Michael and Heather’s paths to national stardom are hardly linear.

A jack of all trades, Michael, who grew up in New Madrid, was a literature and pre-law instructor at Southeast Missouri State for a decade but also worked as an author, farmer, film critic, animal shelter operator, and park ranger.

He has written two internationally best-selling books, “The Edward Snowden Affair” and “Nature’s Housekeeper.”

The idea of powerlifting initially crossed his mind at a Halloween store in 2016.

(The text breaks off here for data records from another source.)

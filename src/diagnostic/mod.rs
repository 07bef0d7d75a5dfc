// Copyright 2024 FastLabs Developers
//
// Licensed under the Apache License, Version 2.0 (the "License");
// you may not use this file except in compliance with the License.
// You may obtain a copy of the License at
//
//     http://www.apache.org/licenses/LICENSE-2.0
//
// Unless required by applicable law or agreed to in writing, software
// distributed under the License is distributed on an "AS IS" BASIS,
// WITHOUT WARRANTIES OR CONDITIONS OF ANY KIND, either express or implied.
// See the License for the specific language governing permissions and
// limitations under the License.

//! Mapped Diagnostic Context (MDC) that stamps records with per-thread key-values.

use std::fmt;

use crate::Error;

mod thread_local;

pub use self::thread_local::ThreadLocalDiagnostic;

/// A visitor to walk through diagnostic key-value pairs.
pub trait Visitor {
    /// Visit a key-value pair.
    fn visit(&mut self, key: &str, value: &str) -> Result<(), Error>;
}

impl<F> Visitor for F
where
    F: FnMut(&str, &str) -> Result<(), Error>,
{
    fn visit(&mut self, key: &str, value: &str) -> Result<(), Error> {
        self(key, value)
    }
}

/// A Mapped Diagnostic Context (MDC) that provides diagnostic key-values.
pub trait Diagnostic: fmt::Debug + Send + Sync + 'static {
    /// Visit the diagnostic key-value pairs.
    fn visit(&self, visitor: &mut dyn Visitor) -> Result<(), Error>;
}

impl<T: Diagnostic> From<T> for Box<dyn Diagnostic> {
    fn from(value: T) -> Self {
        Box::new(value)
    }
}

“One of my last classes nicknamed me ‘Thor,’ but not for my physique,” Michael said. “I weighed about 140 pounds and was a string bean, but I had long hair. And that October, we were out looking for Halloween costumes and I just pulled out of the rack with one of those puffy muscle costumes of Thor. My wife looked at me and said, ‘You know, that looks good on you.’ I was sitting down, and I said, ‘I'm a literature professor, I can’t do justice to this thing.’ I'd want to actually fill it out.”

And so his journey began.

After pitching the idea of starting a bodybuilding career to his publisher, Michael began training for the purpose of transforming his physique and chasing down his new goal.

Then he had a change of heart.

“I wasn't happy,” said Michael. “I didn't like the size of some muscle groups. I didn't feel strong enough. What I didn't know at the time is I developed muscle dysmorphia.”

This led Michael to transition from bodybuilding to powerlifting, which allowed him to feel more confident and in-tune with his overall progression and appearance. That’s when he finally saw a light at the end of the tunnel.

“Seven years later, I broke the national record,” Michael said. “And I told my wife, ‘Look, I went from bodybuilding to powerlifting because I realized I was much better at strength than I was at accruing muscle.’ But at the end of the day, I needed an interesting way to end the book.”

Heather’s backstory goes a little deeper.

Born and raised in Kelso, Heather, who was overweight at the time, witnessed her mother die prematurely of obesity-related causes at a young age. At her weakest, at her most vulnerable, and on her way towards heading down a similar path, Heather became her strongest – strong enough to make a life-altering change.

In what was a slow and gradual process, she began avidly exercising while she was a college student at Southeast.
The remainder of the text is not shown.